Some Polynesian oral tradition found a bilingual preserver in King David Kalakaua (1836-91), a would-be emperor of Oceania who recorded the myth, legends, fables, and folktales of the Hawaiian realm. Born a quarter century after Kamehameha the Great united the island string under one dynasty, Kalakaua was educated in English. In addition to starting a Hawaiian-language newspaper, he amassed The Legends and Myths of Hawaii: The Fables and Folklore of a Strange People (1888) for translation into English. Like the Russian ethnographer Nikolay Gogol and the Grimm brothers, the island king valued oral tradition as a nation-building tool for his Hawaii-for-Hawaiians campaign. In the style of the Greek rhapsode, he incorporated oral genealogies, GODDESS LORE, taboos, PROPHECY, and hula and worship chants along with outrigger voyages, tattooing, sacrifice of prisoners of war, and cannibalism as true elements of the Polynesian culture that spread from Hawaii to New Zealand and east to west from Rapa Nui (Easter Island) to Fiji. In an artistic renaissance, he masterminded a comprehensive collection of pre-Christian lore before islanders lost touch with their pagan past.
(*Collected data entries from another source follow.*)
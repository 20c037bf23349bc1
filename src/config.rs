//! Configuración del servidor leída desde variables de entorno (y `.env`).

use std::env;
use std::path::PathBuf;
use tracing::warn;

use crate::catalog::SnapshotKey;
use crate::observability::LogFormat;

pub const DEFAULT_BIND: &str = "127.0.0.1:8080";
pub const DEFAULT_COURSES_DIR: &str = "courses";
pub const DEFAULT_MAX_PAGE_SIZE: usize = 100;
pub const DEFAULT_LABEL_SEPARATOR: &str = "\n";

const DEFAULT_ORIGINS: &[&str] = &[
    "http://ufscheduler.com",
    "https://ufscheduler.com",
    "http://www.ufscheduler.com",
    "https://www.ufscheduler.com",
    "http://localhost:3000",
];

#[derive(Debug, Clone)]
pub struct ServerConfig {
    pub bind: String,
    pub courses_dir: PathBuf,
    pub allowed_origins: Vec<String>,
    /// Snapshot usado cuando la petición no trae year/term.
    pub default_snapshot: Option<SnapshotKey>,
    pub max_page_size: usize,
    pub workers: usize,
    pub label_separator: String,
    pub log_format: LogFormat,
}

impl Default for ServerConfig {
    fn default() -> Self {
        ServerConfig {
            bind: DEFAULT_BIND.to_string(),
            courses_dir: PathBuf::from(DEFAULT_COURSES_DIR),
            allowed_origins: DEFAULT_ORIGINS.iter().map(|s| s.to_string()).collect(),
            default_snapshot: None,
            max_page_size: DEFAULT_MAX_PAGE_SIZE,
            workers: num_cpus::get(),
            label_separator: DEFAULT_LABEL_SEPARATOR.to_string(),
            log_format: LogFormat::Pretty,
        }
    }
}

impl ServerConfig {
    /// Lee `UFS_*` del entorno tras cargar `.env` si existe.
    pub fn from_env() -> Self {
        let _ = dotenv::dotenv();
        Self::from_lookup(|k| env::var(k).ok())
    }

    /// Versión parametrizable para pruebas: `lookup` resuelve una variable.
    pub fn from_lookup<F>(lookup: F) -> Self
    where
        F: Fn(&str) -> Option<String>,
    {
        let mut cfg = ServerConfig::default();
        let get = |k: &str| lookup(k).filter(|v| !v.trim().is_empty());

        if let Some(b) = get("UFS_BIND") {
            cfg.bind = b.trim().to_string();
        }
        if let Some(d) = get("UFS_COURSES_DIR") {
            cfg.courses_dir = PathBuf::from(d.trim());
        }
        if let Some(o) = get("UFS_ALLOWED_ORIGINS") {
            cfg.allowed_origins = o
                .split(',')
                .map(|p| p.trim().to_string())
                .filter(|p| !p.is_empty())
                .collect();
        }
        if let (Some(y), Some(t)) = (get("UFS_DEFAULT_YEAR"), get("UFS_DEFAULT_TERM")) {
            cfg.default_snapshot = Some(SnapshotKey::new(y.trim(), t.trim()));
        }
        if let Some(v) = get("UFS_MAX_PAGE_SIZE") {
            cfg.max_page_size = parse_or("UFS_MAX_PAGE_SIZE", &v, DEFAULT_MAX_PAGE_SIZE);
        }
        if let Some(v) = get("UFS_WORKERS") {
            cfg.workers = parse_or("UFS_WORKERS", &v, cfg.workers).max(1);
        }
        // El separador puede ser un espacio, así que no se filtra por vacío.
        if let Some(sep) = lookup("UFS_GRAPH_LABEL_SEPARATOR") {
            cfg.label_separator = sep.replace("\\n", "\n");
        }
        if let Some(f) = get("UFS_LOG_FORMAT") {
            cfg.log_format = LogFormat::parse(&f);
        }
        cfg
    }
}

fn parse_or(key: &str, raw: &str, default: usize) -> usize {
    match raw.trim().parse::<usize>() {
        Ok(v) => v,
        Err(_) => {
            warn!(key, value = raw, default, "invalid numeric config value, using default");
            default
        }
    }
}

#[cfg(test)]
mod tests {
    use super::*;
    use std::collections::HashMap;

    fn lookup_from(pairs: &[(&str, &str)]) -> impl Fn(&str) -> Option<String> {
        let map: HashMap<String, String> =
            pairs.iter().map(|(k, v)| (k.to_string(), v.to_string())).collect();
        move |k| map.get(k).cloned()
    }

    #[test]
    fn test_defaults_without_env() {
        let cfg = ServerConfig::from_lookup(|_| None);
        assert_eq!(cfg.bind, DEFAULT_BIND);
        assert_eq!(cfg.courses_dir, PathBuf::from("courses"));
        assert_eq!(cfg.max_page_size, 100);
        assert_eq!(cfg.label_separator, "\n");
        assert!(cfg.default_snapshot.is_none());
        assert!(cfg.allowed_origins.contains(&"http://localhost:3000".to_string()));
    }

    #[test]
    fn test_overrides_and_bad_numbers() {
        let cfg = ServerConfig::from_lookup(lookup_from(&[
            ("UFS_BIND", "0.0.0.0:9000"),
            ("UFS_ALLOWED_ORIGINS", "https://a.example, https://b.example,"),
            ("UFS_DEFAULT_YEAR", "25"),
            ("UFS_DEFAULT_TERM", "fall"),
            ("UFS_MAX_PAGE_SIZE", "abc"),
            ("UFS_WORKERS", "0"),
            ("UFS_GRAPH_LABEL_SEPARATOR", " "),
            ("UFS_LOG_FORMAT", "JSON"),
        ]));
        assert_eq!(cfg.bind, "0.0.0.0:9000");
        assert_eq!(cfg.allowed_origins, vec!["https://a.example", "https://b.example"]);
        assert_eq!(cfg.default_snapshot, Some(SnapshotKey::new("25", "fall")));
        assert_eq!(cfg.max_page_size, DEFAULT_MAX_PAGE_SIZE);
        assert_eq!(cfg.workers, 1);
        assert_eq!(cfg.label_separator, " ");
        assert_eq!(cfg.log_format, LogFormat::Json);
    }

    #[test]
    fn test_default_snapshot_needs_year_and_term() {
        let cfg = ServerConfig::from_lookup(lookup_from(&[("UFS_DEFAULT_YEAR", "25")]));
        assert!(cfg.default_snapshot.is_none());
    }
}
Kalakaua amplified tales that encompass nature lore and history, particularly the arrival of pioneers from Tahiti and the rapacity of Captain James Cook and the European explorers who followed him. A phenomenon myth recounts how an immigrant family took refuge on a volcano and shape-shifted into lava that overwhelmed their pursuers and drove them into the sea. Voyage lore in “Moikeha and the Argonauts” describes the reunion of Polynesian dynasties from Hawaii, Samoa, and Tahiti. It concludes with an EPITHA- LAMIUM involving the young chief Laa's triple marriage and feast and followed by “the sacred firstborn children of Laa, / Who were born on the same one day” (Kalakaua 1972, 135). “The Iron Knife” describes the first war of conquest. At a height of zeal, “the Hawaiian army, cheered by chants of battle and beating of war-drums, is buffeting the waves on its way to Maui” (182).

In the late 20th century, the Australian author Kim Scott (b. 1957) rejoiced in oral tradition as the antidote to the savagery of imperialism. He created a fictional story keeper in Harley, protagonist of Benang: From the Heart (1999). In a deliberate act of reclamation of the past and reunion with lost peoples, the bard chants to a circle of listeners at a campfire. Benang claims that his words channel voices annihilated by invaders of the island: “I touch the earth only once in my performance—leaving a single footprint in white sand and ash—through me we hear the rhythm of many feet pounding the earth, and the strong pulse of countless hearts beating” (Scott 1999, 9). His oral seance mesmerizes hearers with the exuberance of ancient spirits. He assures them, “I am alive. Am bringing life” (10).

Sources

Beckwith, Martha Warren. Hawaiian Mythology. Honolulu: University of Hawaii Press, 1977.

Gogol, Nikolay. Arabesques. Translated by Alexander Tulloch. Ann Arbor, Mich.: Ardis, 1982.

Kalakaua, David. The Legends and Myths of Hawaii: The Fables and Folklore of a Strange People. Rutland, Vt.: Charles E. Tuttle, 1972.

Scott, Kim. Benang. Fremantle, Aust.: Fremantle Arts Centre Press, 1999.